START Data provided
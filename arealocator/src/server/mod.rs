//! HTTP surface for the locator.
//!
//! Exposes the single geolocation route. Transport framing stays thin: the
//! handler forwards the two query parameters to [`Locator::locate`] and
//! serializes the result. Locate outcomes are 200 responses, including
//! `status: ERROR`; only process-level faults (an unloadable district
//! dataset) map to a 500 with a `{search, message}` body carrying a
//! generic message. Provider error details never reach the caller.

use std::net::SocketAddr;
use std::sync::Arc;

use axum::extract::{Query, State};
use axum::http::StatusCode;
use axum::response::{IntoResponse, Response};
use axum::routing::get;
use axum::{Json, Router};
use serde::{Deserialize, Serialize};
use tracing::{error, info};

use crate::geocode::GeocodingProvider;
use crate::locator::Locator;

/// Route of the geolocation endpoint.
pub const GEOLOCATION_ROUTE: &str = "/api/v1/geolocation";

/// Query parameters of the geolocation endpoint.
#[derive(Debug, Deserialize)]
pub struct LocateParams {
    #[serde(default)]
    pub search: String,
    #[serde(default)]
    pub address: String,
}

#[derive(Debug, Serialize)]
struct FaultBody {
    search: String,
    message: String,
}

/// Builds the application router around a shared locator.
pub fn router<P>(locator: Arc<Locator<P>>) -> Router
where
    P: GeocodingProvider + 'static,
{
    Router::new()
        .route(GEOLOCATION_ROUTE, get(locate_handler::<P>))
        .with_state(locator)
}

async fn locate_handler<P>(
    State(locator): State<Arc<Locator<P>>>,
    Query(params): Query<LocateParams>,
) -> Response
where
    P: GeocodingProvider + 'static,
{
    match locator.locate(&params.search, &params.address).await {
        Ok(result) => (StatusCode::OK, Json(result)).into_response(),
        Err(err) => {
            error!(search = %params.search, error = %err, "internal fault during locate");
            let body = FaultBody {
                search: params.search,
                message: "internal error while locating the address".to_string(),
            };
            (StatusCode::INTERNAL_SERVER_ERROR, Json(body)).into_response()
        }
    }
}

/// Binds the listen address and serves the router until ctrl-c.
pub async fn serve<P>(locator: Arc<Locator<P>>, addr: SocketAddr) -> std::io::Result<()>
where
    P: GeocodingProvider + 'static,
{
    let listener = tokio::net::TcpListener::bind(addr).await?;
    info!(addr = %listener.local_addr()?, "listening");

    axum::serve(listener, router(locator))
        .with_graceful_shutdown(shutdown_signal())
        .await
}

async fn shutdown_signal() {
    if let Err(err) = tokio::signal::ctrl_c().await {
        error!(error = %err, "failed to install ctrl-c handler");
    }
}

#[cfg(test)]
mod tests {
    use super::*;
    use crate::cache::CacheConfig;
    use crate::geocode::testing::{sample_result, ScriptedProvider};
    use crate::geocode::ProviderChain;
    use crate::locator::LocateStatus;
    use std::io::Write as _;
    use tempfile::NamedTempFile;

    fn districts_file() -> NamedTempFile {
        let mut file = NamedTempFile::new().unwrap();
        file.write_all(
            br#"{
                "type": "FeatureCollection",
                "features": [
                    {
                        "type": "Feature",
                        "properties": {"Name": "Center"},
                        "geometry": {
                            "type": "Polygon",
                            "coordinates": [[[0,0],[1,0],[1,1],[0,1],[0,0]]]
                        }
                    }
                ]
            }"#,
        )
        .unwrap();
        file
    }

    fn locator(file: &NamedTempFile) -> Arc<Locator<ScriptedProvider>> {
        Arc::new(Locator::new(
            ProviderChain::new(vec![ScriptedProvider::succeeding("p", sample_result())]),
            file.path(),
            CacheConfig::default(),
        ))
    }

    async fn body_json(response: Response) -> serde_json::Value {
        let bytes = axum::body::to_bytes(response.into_body(), usize::MAX)
            .await
            .unwrap();
        serde_json::from_slice(&bytes).unwrap()
    }

    #[tokio::test]
    async fn test_locate_route_returns_result_json() {
        let file = districts_file();
        let response = locate_handler(
            State(locator(&file)),
            Query(LocateParams {
                search: "s-1".to_string(),
                address: "1 Main St".to_string(),
            }),
        )
        .await;

        assert_eq!(response.status(), StatusCode::OK);
        let json = body_json(response).await;
        assert_eq!(json["status"], "OK");
        assert_eq!(json["search"], "s-1");
        assert_eq!(json["location"]["serviceArea"], "Center");
    }

    #[tokio::test]
    async fn test_error_status_is_still_a_200() {
        let file = districts_file();
        let failing = Arc::new(Locator::new(
            ProviderChain::new(vec![ScriptedProvider::failing(
                "p",
                crate::geocode::GeocodeError::new("403", "bad key", "x"),
            )]),
            file.path(),
            CacheConfig::default(),
        ));

        let response = locate_handler(
            State(failing),
            Query(LocateParams {
                search: "s-2".to_string(),
                address: "1 Main St".to_string(),
            }),
        )
        .await;

        assert_eq!(response.status(), StatusCode::OK);
        let json = body_json(response).await;
        assert_eq!(json["status"], "ERROR");
        assert!(json.get("location").is_none());
    }

    #[tokio::test]
    async fn test_internal_fault_maps_to_500_with_generic_body() {
        let broken = Arc::new(Locator::new(
            ProviderChain::new(vec![ScriptedProvider::succeeding("p", sample_result())]),
            "/nonexistent/districts.json",
            CacheConfig::default(),
        ));

        let response = locate_handler(
            State(broken),
            Query(LocateParams {
                search: "s-3".to_string(),
                address: "1 Main St".to_string(),
            }),
        )
        .await;

        assert_eq!(response.status(), StatusCode::INTERNAL_SERVER_ERROR);
        let json = body_json(response).await;
        assert_eq!(json["search"], "s-3");
        // Generic message only; no provider or filesystem details leak.
        assert_eq!(json["message"], "internal error while locating the address");
    }

    #[test]
    fn test_result_status_enum_round_trip() {
        let status: LocateStatus = serde_json::from_str("\"NOT_FOUND\"").unwrap();
        assert_eq!(status, LocateStatus::NotFound);
    }
}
END Data provided
(Task to complete) Copy each line of the listing above that contains the word "parameters".

(Solved exercise)
//! handler forwards the two query parameters to [`Locator::locate`] and
/// Query parameters of the geolocation endpoint.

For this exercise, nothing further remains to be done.